'''

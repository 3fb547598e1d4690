use std::sync::Arc;

use futures::future::BoxFuture;
use futures::FutureExt;
use tokio::sync::watch;
use tracing::{debug, warn};

use crate::client::{NotReadyReason, Readiness};
use crate::ops::{Emitter, Operation, OperationKind};
use crate::result::Error;
use crate::transport::{
    Permission, ScanCallback, ScanEvent, ScanFilter, ScanId, ScanResult, ScanSettings,
    Transport, TransportError,
};

/// Reported when the driver refuses to start a scan for no specific reason.
pub const SCAN_FAILED_INTERNAL_ERROR: i32 = 3;

/// Reports every matching advertisement until the caller stops listening,
/// the scan fails, or the adapter is turned off.
pub(crate) struct Scan {
    transport: Arc<dyn Transport>,
    id: ScanId,
    filters: Vec<ScanFilter>,
    settings: ScanSettings,
    permissions: Vec<Permission>,
    readiness: watch::Receiver<Readiness>,
}

/// Stops the scan when dropped, so it is stopped on every way out of
/// [`Scan::execute`], cancellation included.
struct StopScan {
    transport: Arc<dyn Transport>,
    id: ScanId,
}

impl Drop for StopScan {
    fn drop(&mut self) {
        debug!(scan = self.id.0, "stopping scan");
        if let Err(error) = self.transport.stop_scan(self.id) {
            warn!(scan = self.id.0, %error, "could not stop scan");
        }
    }
}

impl Scan {
    pub fn new(
        transport: Arc<dyn Transport>,
        id: ScanId,
        filters: Vec<ScanFilter>,
        settings: ScanSettings,
        permissions: Vec<Permission>,
        readiness: watch::Receiver<Readiness>,
    ) -> Self {
        Scan {
            transport,
            id,
            filters,
            settings,
            permissions,
            readiness,
        }
    }
}

fn matches(filters: &[ScanFilter], result: &ScanResult) -> bool {
    filters.is_empty() || filters.iter().any(|f| f.matches(result))
}

impl Operation for Scan {
    type Output = ScanResult;

    fn kind(&self) -> OperationKind {
        OperationKind::Scan
    }

    fn execute(self, emitter: Emitter<ScanResult>) -> BoxFuture<'static, ()> {
        let Scan {
            transport,
            id,
            filters,
            settings,
            permissions,
            mut readiness,
        } = self;

        async move {
            let missing = transport.missing_permissions(&permissions);
            if !missing.is_empty() {
                return emitter.error(Error::PermissionsNotGranted { missing });
            }

            let (callback, mut events) = ScanCallback::new(id);
            if let Err(error) = transport.start_scan(&filters, &settings, callback) {
                return emitter.error(match error {
                    TransportError::PermissionDenied { .. } => Error::PermissionsNotGranted {
                        missing: permissions,
                    },
                    TransportError::AdapterUnavailable => Error::AdapterOff,
                    other => {
                        warn!(scan = id.0, error = %other, "scan refused");
                        Error::ScanFailed {
                            code: SCAN_FAILED_INTERNAL_ERROR,
                        }
                    }
                });
            }

            let _stop = StopScan {
                transport: transport.clone(),
                id,
            };
            debug!(scan = id.0, filters = filters.len(), "scan started");

            loop {
                tokio::select! {
                    event = events.recv() => match event {
                        Some(ScanEvent::Result(result)) => {
                            if matches(&filters, &result) && !emitter.next(result) {
                                return;
                            }
                        }
                        Some(ScanEvent::Failed(code)) => {
                            return emitter.error(Error::ScanFailed { code });
                        }
                        None => return,
                    },
                    changed = readiness.changed() => {
                        if changed.is_err() {
                            return;
                        }
                        let off = *readiness.borrow()
                            == Readiness::NotReady(NotReadyReason::AdapterOff);
                        if off {
                            return emitter.error(Error::AdapterOff);
                        }
                    }
                }
            }
        }
        .boxed()
    }
}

'''

> [What the exercise asks]: Exactly how many lines of the listing hold the word "OperationKind"? Give the number with nothing else.

> [Task result]: 3